Cependant, certains investisseurs, diplomates et militants se sont félicités du report, affirmant que cela pourrait donner aux gouvernements du temps pour se préparer à une issue plus fructueuse que ce qui pourrait être possible face à une pandémie.

«Un retard donne aux hôtes britanniques et aux autres gouvernements la capacité de s'assurer qu'un élan diplomatique suffisant est construit avant la COP26», a déclaré Stephanie Pfeifer, directrice exécutive de l'Institutional Investors Group on Climate Change, un groupe de fonds européens. les gestionnaires de pensions et d'actifs, principalement avec plus de 26 billions de livres d'actifs sous gestion.

L'échiquier de la diplomatie climatique pourrait également changer considérablement avant un sommet de 2021, en fonction du résultat des négociations de cette année entre l'Union européenne et la Chine, et de l'élection présidentielle américaine du 3 novembre.

Le président Donald Trump, un républicain, a commencé à retirer les États-Unis, le deuxième plus grand émetteur de gaz à effet de serre après la Chine, de l'accord de Paris l'année dernière.

Si un candidat démocrate à la présidentielle remporte la Maison Blanche, les diplomates du climat affirment que de nombreux pays sont plus susceptibles de poursuivre des plans climatiques plus audacieux avant le retour des États-Unis.

Un report pourrait également permettre un changement d'orientation potentiel lors du sommet pour aligner les plans de relance économique lancés pour amortir l'impact de la pandémie avec des objectifs climatiques plus larges, ont déclaré des diplomates.

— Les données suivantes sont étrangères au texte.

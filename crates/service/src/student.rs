//! Student CRUD service.

use common::StudentId;
use domain::Student;
use store::StudentStore;

use crate::auth;
use crate::error::{Result, ServiceError};

/// Fields for registering a new student.
#[derive(Debug, Clone)]
pub struct NewStudent {
    pub student_number: String,
    pub email: String,
    /// Plaintext password; hashed before the entity is built.
    pub password: String,
    pub name: String,
    pub phone: String,
    pub enroll_limit: Option<i32>,
}

/// Partial update of an existing student; `None` keeps the stored value.
#[derive(Debug, Clone, Default)]
pub struct UpdateStudent {
    pub email: Option<String>,
    pub name: Option<String>,
    pub phone: Option<String>,
    pub enroll_limit: Option<i32>,
}

/// CRUD operations for students.
#[derive(Clone)]
pub struct StudentService<S> {
    store: S,
}

impl<S: StudentStore> StudentService<S> {
    /// Creates a new student service over the given store.
    pub fn new(store: S) -> Self {
        Self { store }
    }

    /// Lists all students, newest first.
    pub async fn get_students(&self) -> Result<Vec<Student>> {
        Ok(self.store.list_students().await?)
    }

    /// Loads a single student.
    pub async fn get_student(&self, id: StudentId) -> Result<Student> {
        self.store
            .find_student(id)
            .await?
            .ok_or(ServiceError::NotFound {
                entity: "Student",
                id: id.as_i64(),
            })
    }

    /// Registers a new student after validating their fields.
    #[tracing::instrument(skip(self, data), fields(student_number = %data.student_number))]
    pub async fn create_student(&self, data: NewStudent) -> Result<Student> {
        let password_hash = auth::hash_password(&data.password)?;

        let mut student = Student::new(
            data.student_number,
            data.email,
            password_hash,
            data.name,
            data.phone,
        );
        if let Some(enroll_limit) = data.enroll_limit {
            student.enroll_limit = enroll_limit;
        }
        student.validate()?;

        Ok(self.store.insert_student(&student).await?)
    }

    /// Merges the given fields into an existing student and persists them.
    #[tracing::instrument(skip(self, data))]
    pub async fn update_student(&self, id: StudentId, data: UpdateStudent) -> Result<Student> {
        let mut student = self.get_student(id).await?;

        if let Some(email) = data.email {
            student.email = email;
        }
        if let Some(name) = data.name {
            student.name = name;
        }
        if let Some(phone) = data.phone {
            student.phone = phone;
        }
        if let Some(enroll_limit) = data.enroll_limit {
            student.enroll_limit = enroll_limit;
        }
        student.updated_at = Some(chrono::Utc::now());
        student.validate()?;

        self.store.update_student(&student).await?;
        Ok(student)
    }

    /// Deletes a student.
    #[tracing::instrument(skip(self))]
    pub async fn delete_student(&self, id: StudentId) -> Result<()> {
        if !self.store.delete_student(id).await? {
            return Err(ServiceError::NotFound {
                entity: "Student",
                id: id.as_i64(),
            });
        }
        Ok(())
    }
}
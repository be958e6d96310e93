//! Course aggregate implementation.

use chrono::{DateTime, Utc};
use common::CourseId;
use serde::{Deserialize, Serialize};

use crate::validation::{self, ValidationErrors};

use super::CourseStatus;

/// Course aggregate root.
///
/// Holds the publish state and the enrollment capacity counters. The
/// `current_enrolled` counter is mutated only by the enrollment service as a
/// side effect of enroll/cancel, never directly from client-supplied data.
#[derive(Debug, Clone, PartialEq, Serialize, Deserialize)]
pub struct Course {
    /// Database-assigned identifier; `None` until first persisted.
    pub id: Option<CourseId>,

    /// Human-facing unique code, e.g. `RUST-101`.
    pub course_code: String,

    pub title: String,
    pub description: String,
    pub category: String,

    /// Publish state; enrollment requires `Published`.
    pub status: CourseStatus,

    /// Seat capacity for this course.
    pub max_students: i32,

    /// Seats consumed by active enrollments.
    pub current_enrolled: i32,

    pub created_at: DateTime<Utc>,
    pub updated_at: Option<DateTime<Utc>>,
}

impl Course {
    /// Creates a new draft course with an empty enrollment counter.
    pub fn new(
        course_code: impl Into<String>,
        title: impl Into<String>,
        description: impl Into<String>,
        category: impl Into<String>,
        max_students: i32,
    ) -> Self {
        Self {
            id: None,
            course_code: course_code.into(),
            title: title.into(),
            description: description.into(),
            category: category.into(),
            status: CourseStatus::Draft,
            max_students,
            current_enrolled: 0,
            created_at: Utc::now(),
            updated_at: None,
        }
    }

    /// Validates the course fields, returning every problem keyed by field.
    pub fn validate(&self) -> Result<(), ValidationErrors> {
        let mut errors = ValidationErrors::new();
        validation::require(&mut errors, "course_code", &self.course_code);
        validation::require(&mut errors, "title", &self.title);
        validation::require(&mut errors, "category", &self.category);
        validation::require_positive(&mut errors, "max_students", i64::from(self.max_students));
        errors.into_result()
    }

    /// Returns true if one more student may enroll, given the count of
    /// active enrollments currently held against this course.
    pub fn can_enroll(&self, active_count: i64) -> bool {
        self.status.is_published() && active_count < i64::from(self.max_students)
    }

    /// Consumes one capacity slot.
    ///
    /// The caller must have already verified capacity via [`Course::can_enroll`];
    /// this operation does not re-check.
    pub fn on_enroll(&mut self) {
        self.current_enrolled += 1;
        self.touch();
    }

    /// Frees one capacity slot, flooring the counter at zero.
    pub fn on_cancel_enrollment(&mut self) {
        self.current_enrolled = (self.current_enrolled - 1).max(0);
        self.touch();
    }

    /// Opens the course for enrollment.
    pub fn publish(&mut self) {
        self.status = CourseStatus::Published;
        self.touch();
    }

    /// Takes the course back to draft.
    pub fn unpublish(&mut self) {
        self.status = CourseStatus::Draft;
        self.touch();
    }

    /// Retires the course.
    pub fn archive(&mut self) {
        self.status = CourseStatus::Archived;
        self.touch();
    }

    /// Remaining capacity, never negative.
    pub fn available_seats(&self) -> i32 {
        (self.max_students - self.current_enrolled).max(0)
    }

    fn touch(&mut self) {
        self.updated_at = Some(Utc::now());
    }
}
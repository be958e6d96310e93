//! Service error types.

use domain::{EnrollmentError, ValidationErrors};
use store::StoreError;
use thiserror::Error;

/// Errors surfaced by the course, student, and enrollment services.
///
/// The variants mirror the outward taxonomy: not-found maps to 404,
/// business-rule violations to 400, validation to 422, and store failures
/// propagate unwrapped as 500s.
#[derive(Debug, Error)]
pub enum ServiceError {
    /// A referenced entity does not exist.
    #[error("{entity} with ID {id} not found")]
    NotFound { entity: &'static str, id: i64 },

    /// A business rule rejected the operation.
    #[error(transparent)]
    Business(#[from] EnrollmentError),

    /// Entity construction failed field validation.
    #[error(transparent)]
    Validation(#[from] ValidationErrors),

    /// The persistence layer failed; the in-flight transaction was rolled
    /// back before this was raised.
    #[error(transparent)]
    Store(#[from] StoreError),

    /// Password hashing failed.
    #[error("Password hashing error: {0}")]
    Hash(#[from] bcrypt::BcryptError),
}

/// Result type for service operations.
pub type Result<T> = std::result::Result<T, ServiceError>;
//! Enrollment aggregate and related types.

mod aggregate;
mod status;

pub use aggregate::Enrollment;
pub use status::EnrollmentStatus;

use common::{CourseId, StudentId};
use thiserror::Error;

/// Business-rule violations raised by the enrollment lifecycle.
///
/// Every variant carries a caller-facing message and maps to a 400-class
/// response at the HTTP boundary.
#[derive(Debug, Error, PartialEq, Eq)]
pub enum EnrollmentError {
    /// An enrollment row already exists for this (student, course) pair.
    #[error("Student already enrolled in this course")]
    AlreadyEnrolled {
        student_id: StudentId,
        course_id: CourseId,
    },

    /// The course is not published or has no free capacity.
    #[error("Course is full or not published")]
    CourseUnavailable { course_id: CourseId },

    /// The student already holds `enroll_limit` active enrollments.
    #[error("Student has reached enroll limit")]
    EnrollLimitReached { student_id: StudentId, limit: i32 },

    /// A transition was requested on an enrollment that is no longer active.
    #[error("Only active enrollments can be {action}")]
    NotActive {
        status: EnrollmentStatus,
        action: &'static str,
    },
}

"La COP26 devrait devenir l'année prochaine une pièce maîtresse d'une coopération mondiale revitalisée", a déclaré Laurence Tubiana, une ancienne diplomate française qui a joué un rôle déterminant dans la négociation de l'Accord de Paris.

Les groupes de campagne sur le climat avaient exprimé leur inquiétude sur le fait que même si la Grande-Bretagne avait réussi à contenir le coronavirus en novembre, de nombreux pays en développement pourraient lutter contre les épidémies.

Le sommet prévu pour novembre était censé avoir été une date butoir pour que les pays s'engagent plus ambitieusement à réduire les émissions de gaz à effet de serre aux termes de l'accord de Paris.

Les engagements existants ne sont pas suffisamment proches pour éviter d'accélérer les effets des sécheresses, de l'élévation du niveau de la mer, des inondations, des incendies de forêt et d'autres catastrophes qui pourraient mettre en danger la survie des sociétés industrielles, ont déclaré les responsables. scientifiques.

Jusqu'à présent, seuls quelques pays ont pris de nouvelles promesses.

Le Japon, l'un des principaux bailleurs de fonds de l'énergie au charbon, a été critiqué cette semaine par des militants lorsqu'il a présenté une promesse respectant un objectif climatique de cinq ans.